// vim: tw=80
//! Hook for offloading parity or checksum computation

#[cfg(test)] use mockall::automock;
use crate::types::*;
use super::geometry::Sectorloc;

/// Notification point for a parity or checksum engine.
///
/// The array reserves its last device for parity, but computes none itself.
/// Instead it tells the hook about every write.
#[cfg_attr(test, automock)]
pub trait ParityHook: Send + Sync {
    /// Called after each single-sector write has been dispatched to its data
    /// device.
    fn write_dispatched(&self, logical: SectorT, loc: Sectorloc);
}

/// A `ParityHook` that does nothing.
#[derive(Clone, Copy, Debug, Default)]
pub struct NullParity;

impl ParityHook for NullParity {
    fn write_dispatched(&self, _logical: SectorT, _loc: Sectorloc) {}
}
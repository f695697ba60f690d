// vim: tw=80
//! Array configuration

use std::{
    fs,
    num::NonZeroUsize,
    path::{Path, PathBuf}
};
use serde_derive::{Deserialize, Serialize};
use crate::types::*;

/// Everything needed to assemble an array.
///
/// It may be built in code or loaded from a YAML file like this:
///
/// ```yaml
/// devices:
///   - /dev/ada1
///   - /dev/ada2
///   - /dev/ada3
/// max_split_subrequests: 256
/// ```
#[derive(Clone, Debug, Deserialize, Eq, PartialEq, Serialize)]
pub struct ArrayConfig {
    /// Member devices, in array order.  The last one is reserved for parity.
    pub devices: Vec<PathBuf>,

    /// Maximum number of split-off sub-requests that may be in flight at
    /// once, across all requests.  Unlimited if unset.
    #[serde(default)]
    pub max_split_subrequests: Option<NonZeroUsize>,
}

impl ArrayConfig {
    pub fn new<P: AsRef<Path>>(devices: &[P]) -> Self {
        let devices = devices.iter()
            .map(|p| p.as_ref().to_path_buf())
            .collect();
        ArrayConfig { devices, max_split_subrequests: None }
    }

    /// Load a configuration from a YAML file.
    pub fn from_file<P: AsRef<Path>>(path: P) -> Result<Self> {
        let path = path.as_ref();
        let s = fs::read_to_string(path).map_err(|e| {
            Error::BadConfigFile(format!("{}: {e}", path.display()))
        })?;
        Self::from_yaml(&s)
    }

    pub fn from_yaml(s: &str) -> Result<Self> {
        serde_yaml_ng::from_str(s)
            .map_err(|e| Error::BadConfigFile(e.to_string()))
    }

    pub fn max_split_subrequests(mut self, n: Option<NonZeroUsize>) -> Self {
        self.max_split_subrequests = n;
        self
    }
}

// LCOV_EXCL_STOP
---
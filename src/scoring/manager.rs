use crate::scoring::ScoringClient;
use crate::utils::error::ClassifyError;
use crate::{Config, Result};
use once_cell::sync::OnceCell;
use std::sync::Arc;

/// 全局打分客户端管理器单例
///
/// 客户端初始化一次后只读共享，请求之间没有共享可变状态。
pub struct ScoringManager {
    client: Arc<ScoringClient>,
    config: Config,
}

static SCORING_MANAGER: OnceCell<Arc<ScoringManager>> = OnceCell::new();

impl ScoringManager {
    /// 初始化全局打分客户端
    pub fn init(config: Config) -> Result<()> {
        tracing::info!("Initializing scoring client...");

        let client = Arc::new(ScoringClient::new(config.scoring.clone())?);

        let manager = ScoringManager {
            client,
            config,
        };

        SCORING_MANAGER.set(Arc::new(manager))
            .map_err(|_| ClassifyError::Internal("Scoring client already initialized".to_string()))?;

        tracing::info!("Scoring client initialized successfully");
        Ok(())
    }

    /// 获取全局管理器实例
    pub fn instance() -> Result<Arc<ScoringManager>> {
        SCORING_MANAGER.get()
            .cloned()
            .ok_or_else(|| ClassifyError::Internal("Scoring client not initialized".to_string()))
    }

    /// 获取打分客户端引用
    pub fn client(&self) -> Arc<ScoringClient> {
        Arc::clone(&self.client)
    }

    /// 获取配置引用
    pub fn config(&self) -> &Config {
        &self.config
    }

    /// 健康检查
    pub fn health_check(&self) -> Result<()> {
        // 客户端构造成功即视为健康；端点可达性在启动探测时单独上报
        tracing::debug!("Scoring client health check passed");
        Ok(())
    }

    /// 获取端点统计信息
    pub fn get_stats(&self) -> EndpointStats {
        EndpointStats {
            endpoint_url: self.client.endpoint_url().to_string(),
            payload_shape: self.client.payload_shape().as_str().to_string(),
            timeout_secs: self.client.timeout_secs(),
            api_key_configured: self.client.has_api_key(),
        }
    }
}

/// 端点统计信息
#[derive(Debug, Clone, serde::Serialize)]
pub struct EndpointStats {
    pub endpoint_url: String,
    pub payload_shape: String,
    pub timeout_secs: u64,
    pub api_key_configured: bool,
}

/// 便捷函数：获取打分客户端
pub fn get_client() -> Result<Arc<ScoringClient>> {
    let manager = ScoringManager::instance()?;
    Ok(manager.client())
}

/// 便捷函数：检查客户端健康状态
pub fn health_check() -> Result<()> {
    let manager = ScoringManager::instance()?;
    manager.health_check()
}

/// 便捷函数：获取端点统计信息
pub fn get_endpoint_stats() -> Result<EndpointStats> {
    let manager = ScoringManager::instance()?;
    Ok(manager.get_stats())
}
==
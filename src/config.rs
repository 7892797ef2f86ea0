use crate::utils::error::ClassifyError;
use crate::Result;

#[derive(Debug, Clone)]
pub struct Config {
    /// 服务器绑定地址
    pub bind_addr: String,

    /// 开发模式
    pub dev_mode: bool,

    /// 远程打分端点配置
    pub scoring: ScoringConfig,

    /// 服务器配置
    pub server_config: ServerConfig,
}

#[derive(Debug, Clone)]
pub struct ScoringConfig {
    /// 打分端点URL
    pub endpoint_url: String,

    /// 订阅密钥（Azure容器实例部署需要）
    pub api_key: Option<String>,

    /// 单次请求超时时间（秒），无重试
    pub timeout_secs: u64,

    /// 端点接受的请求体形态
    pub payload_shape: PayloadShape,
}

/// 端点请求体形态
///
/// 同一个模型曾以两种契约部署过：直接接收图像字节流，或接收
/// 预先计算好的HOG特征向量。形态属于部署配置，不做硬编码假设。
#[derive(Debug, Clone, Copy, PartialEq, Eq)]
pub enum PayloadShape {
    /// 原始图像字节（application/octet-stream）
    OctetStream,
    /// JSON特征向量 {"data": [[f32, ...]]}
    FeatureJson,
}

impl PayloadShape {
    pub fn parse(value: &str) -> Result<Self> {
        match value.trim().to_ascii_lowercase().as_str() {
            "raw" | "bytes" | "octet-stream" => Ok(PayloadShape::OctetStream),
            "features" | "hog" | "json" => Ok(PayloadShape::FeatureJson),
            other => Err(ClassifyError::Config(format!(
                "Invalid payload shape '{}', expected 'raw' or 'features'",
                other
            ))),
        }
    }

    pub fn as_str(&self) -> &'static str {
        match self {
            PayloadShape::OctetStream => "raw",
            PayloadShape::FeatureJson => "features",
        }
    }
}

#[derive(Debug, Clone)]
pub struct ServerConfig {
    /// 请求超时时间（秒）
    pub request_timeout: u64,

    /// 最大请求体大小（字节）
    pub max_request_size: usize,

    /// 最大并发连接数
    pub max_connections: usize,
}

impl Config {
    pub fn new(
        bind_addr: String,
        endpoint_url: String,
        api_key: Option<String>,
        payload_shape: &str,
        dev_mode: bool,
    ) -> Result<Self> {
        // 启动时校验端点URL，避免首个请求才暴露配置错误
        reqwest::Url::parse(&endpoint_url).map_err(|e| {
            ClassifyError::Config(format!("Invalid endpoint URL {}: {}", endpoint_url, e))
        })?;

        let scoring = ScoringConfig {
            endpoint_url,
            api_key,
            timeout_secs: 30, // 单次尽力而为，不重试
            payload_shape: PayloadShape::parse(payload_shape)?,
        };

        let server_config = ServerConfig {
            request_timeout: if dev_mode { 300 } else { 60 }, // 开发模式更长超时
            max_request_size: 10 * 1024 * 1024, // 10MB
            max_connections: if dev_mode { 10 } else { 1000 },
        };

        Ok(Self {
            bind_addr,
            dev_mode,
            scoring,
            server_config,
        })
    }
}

EXERCISE PROMPT: When a line in the material above includes "test", report that line by copying it.

EXERCISE RESPONSE:
#[cfg(test)] use mockall::automock;
#[cfg_attr(test, automock)]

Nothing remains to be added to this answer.